▶ _WHAT IS NEEDED_
Comb the records below for the string "format" and copy each line where it turns up.

Segment Open

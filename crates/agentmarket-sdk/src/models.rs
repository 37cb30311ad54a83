//! Wire models for the AgentMarket HTTP API

use chrono::{DateTime, Utc};
use rust_decimal::Decimal;
use serde::{Deserialize, Serialize};

use agentmarket_types::{parse_amount, AgentType, TypesResult};

// ============================================================================
// Requests
// ============================================================================

/// Body of `POST /api/agent/register`
#[derive(Debug, Clone, Serialize, Deserialize)]
#[serde(rename_all = "camelCase")]
pub struct RegisterAgent {
    pub contract_id: i64,
    pub owner: String,
    pub name: String,
    pub description: String,
    pub agent_type: AgentType,
    pub price: String,
    #[serde(skip_serializing_if = "Option::is_none")]
    pub metadata: Option<serde_json::Map<String, serde_json::Value>>,
}

/// Body of `POST /api/agent/run`
#[derive(Debug, Clone, Default, Serialize, Deserialize)]
#[serde(rename_all = "camelCase")]
pub struct RunAgent {
    pub agent_type: String,
    pub prompt: String,
    #[serde(skip_serializing_if = "Option::is_none")]
    pub agent_id: Option<String>,
    #[serde(skip_serializing_if = "Option::is_none")]
    pub buyer: Option<String>,
    #[serde(skip_serializing_if = "Option::is_none")]
    pub tx_hash: Option<String>,
    #[serde(skip_serializing_if = "Option::is_none")]
    pub amount: Option<String>,
}

impl RunAgent {
    /// Unpaid run of an agent type
    pub fn new(agent_type: impl Into<String>, prompt: impl Into<String>) -> Self {
        Self {
            agent_type: agent_type.into(),
            prompt: prompt.into(),
            ..Default::default()
        }
    }

    /// Attach the payment that settles this run
    pub fn paid_by(
        mut self,
        agent_id: impl Into<String>,
        buyer: impl Into<String>,
        tx_hash: impl Into<String>,
        amount: impl Into<String>,
    ) -> Self {
        self.agent_id = Some(agent_id.into());
        self.buyer = Some(buyer.into());
        self.tx_hash = Some(tx_hash.into());
        self.amount = Some(amount.into());
        self
    }
}

// ============================================================================
// Responses
// ============================================================================

/// Catalog agent
#[derive(Debug, Clone, PartialEq, Serialize, Deserialize)]
#[serde(rename_all = "camelCase")]
pub struct Agent {
    pub id: String,
    pub contract_id: i64,
    pub owner: String,
    pub name: String,
    pub description: String,
    pub agent_type: String,
    pub price: String,
    #[serde(default)]
    pub metadata: serde_json::Value,
    pub active: bool,
    pub earnings: String,
    pub total_sales: i64,
    pub rating: f64,
    pub rating_count: i64,
    pub created_at: DateTime<Utc>,
    pub updated_at: DateTime<Utc>,
}

impl Agent {
    pub fn price_amount(&self) -> TypesResult<Decimal> {
        parse_amount(&self.price)
    }
}

/// Purchase record
#[derive(Debug, Clone, PartialEq, Serialize, Deserialize)]
#[serde(rename_all = "camelCase")]
pub struct Transaction {
    pub id: String,
    pub agent_id: String,
    pub buyer: String,
    pub amount: String,
    pub tx_hash: String,
    pub status: String,
    pub prompt: String,
    pub response: String,
    pub timestamp: DateTime<Utc>,
}

/// Agent with its most recent transactions
#[derive(Debug, Clone, Serialize, Deserialize)]
pub struct AgentDetail {
    #[serde(flatten)]
    pub agent: Agent,
    #[serde(default)]
    pub transactions: Vec<Transaction>,
}

/// Outcome of an agent run
#[derive(Debug, Clone, PartialEq, Serialize, Deserialize)]
#[serde(rename_all = "camelCase")]
pub struct ExecutionResult {
    pub success: bool,
    #[serde(default)]
    pub result: Option<String>,
    #[serde(default)]
    pub error: Option<String>,
    pub agent_type: String,
    #[serde(default)]
    pub tokens_used: Option<u32>,
}

#[derive(Debug, Clone, Deserialize)]
pub(crate) struct AgentEnvelope {
    pub agent: Agent,
}

#[derive(Debug, Clone, Deserialize)]
pub(crate) struct AgentList {
    pub agents: Vec<Agent>,
}

#[derive(Debug, Clone, Deserialize)]
pub(crate) struct TransactionEnvelope {
    pub transaction: Transaction,
}

#[derive(Debug, Clone, Deserialize)]
pub(crate) struct StatsEnvelope {
    pub stats: MarketStats,
}

/// Running mean after a vote
#[derive(Debug, Clone, Copy, PartialEq, Serialize, Deserialize)]
#[serde(rename_all = "camelCase")]
pub struct Rating {
    pub rating: f64,
    pub rating_count: i64,
}

/// Per-agent line of an earnings report
#[derive(Debug, Clone, Serialize, Deserialize)]
#[serde(rename_all = "camelCase")]
pub struct AgentEarnings {
    pub id: String,
    pub contract_id: i64,
    pub name: String,
    pub earnings: String,
    pub total_sales: i64,
    pub rating: f64,
}

/// Earnings of one owner address
#[derive(Debug, Clone, Serialize, Deserialize)]
#[serde(rename_all = "camelCase")]
pub struct Earnings {
    pub address: String,
    pub total_earnings: String,
    pub agent_count: usize,
    pub agents: Vec<AgentEarnings>,
}

/// Marketplace-wide aggregates
#[derive(Debug, Clone, PartialEq, Serialize, Deserialize)]
#[serde(rename_all = "camelCase")]
pub struct MarketStats {
    pub total_agents: i64,
    pub total_users: i64,
    pub total_transactions: i64,
    pub total_volume: String,
}

/// Public on-chain coordinates from `/api/config`
#[derive(Debug, Clone, Serialize, Deserialize)]
#[serde(rename_all = "camelCase")]
pub struct MarketConfig {
    pub chain_id: u64,
    #[serde(default)]
    pub marketplace_address: Option<String>,
    #[serde(default)]
    pub token_address: Option<String>,
    #[serde(default)]
    pub rpc_url: Option<String>,
}

#[derive(Debug, Clone, Serialize, Deserialize)]
pub struct ServiceStatus {
    pub database: String,
    pub ai: String,
}

/// Service health
#[derive(Debug, Clone, Serialize, Deserialize)]
#[serde(rename_all = "camelCase")]
pub struct Health {
    pub status: String,
    pub version: String,
    pub timestamp: String,
    pub uptime_secs: u64,
    pub services: ServiceStatus,
}

impl Health {
    pub fn is_healthy(&self) -> bool {
        self.status == "healthy"
    }
}

/// Error body returned by every failing endpoint
#[derive(Debug, Clone, Deserialize)]
pub(crate) struct ErrorBody {
    pub error: String,
    #[serde(default)]
    pub details: Vec<FieldDetail>,
}

#[derive(Debug, Clone, Deserialize)]
pub(crate) struct FieldDetail {
    pub field: String,
    pub message: String,
}

impl ErrorBody {
    pub fn message(&self) -> String {
        if self.details.is_empty() {
            return self.error.clone();
        }
        let fields: Vec<String> = self
            .details
            .iter()
            .map(|d| format!("{}: {}", d.field, d.message))
            .collect();
        format!("{} ({})", self.error, fields.join("; "))
    }
}

#[cfg(test)]
mod tests {
    use super::*;

    #[test]
    fn test_run_request_skips_absent_fields() {
        let body = serde_json::to_value(RunAgent::new("code", "Review this function")).unwrap();
        assert_eq!(
            body,
            serde_json::json!({"agentType": "code", "prompt": "Review this function"})
        );

        let paid = RunAgent::new("seo", "Audit example.com").paid_by("a1", "0xb", "0xt", "0.01");
        let body = serde_json::to_value(paid).unwrap();
        assert_eq!(body["agentId"], "a1");
        assert_eq!(body["txHash"], "0xt");
    }

    #[test]
    fn test_error_body_message() {
        let body: ErrorBody = serde_json::from_value(serde_json::json!({
            "success": false,
            "error": "Invalid request data",
            "details": [{"field": "prompt", "message": "must be 10-10000 characters"}]
        }))
        .unwrap();
        assert_eq!(
            body.message(),
            "Invalid request data (prompt: must be 10-10000 characters)"
        );
    }

    #[test]
    fn test_agent_detail_flattened() {
        let detail: AgentDetail = serde_json::from_value(serde_json::json!({
            "id": "a1",
            "contractId": 3,
            "owner": "0xabc",
            "name": "Reviewer",
            "description": "Reviews code",
            "agentType": "code",
            "price": "0.01",
            "metadata": {},
            "active": true,
            "earnings": "0",
            "totalSales": 0,
            "rating": 0.0,
            "ratingCount": 0,
            "createdAt": "2025-01-01T00:00:00Z",
            "updatedAt": "2025-01-01T00:00:00Z",
            "transactions": []
        }))
        .unwrap();
        assert_eq!(detail.agent.contract_id, 3);
        assert!(detail.transactions.is_empty());
        assert_eq!(detail.agent.price_amount().unwrap().to_string(), "0.01");
    }
}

Segment Closed

▶ _ANSWER TO THIS TASK_
            .map(|d| format!("{}: {}", d.field, d.message))
        format!("{} ({})", self.error, fields.join("; "))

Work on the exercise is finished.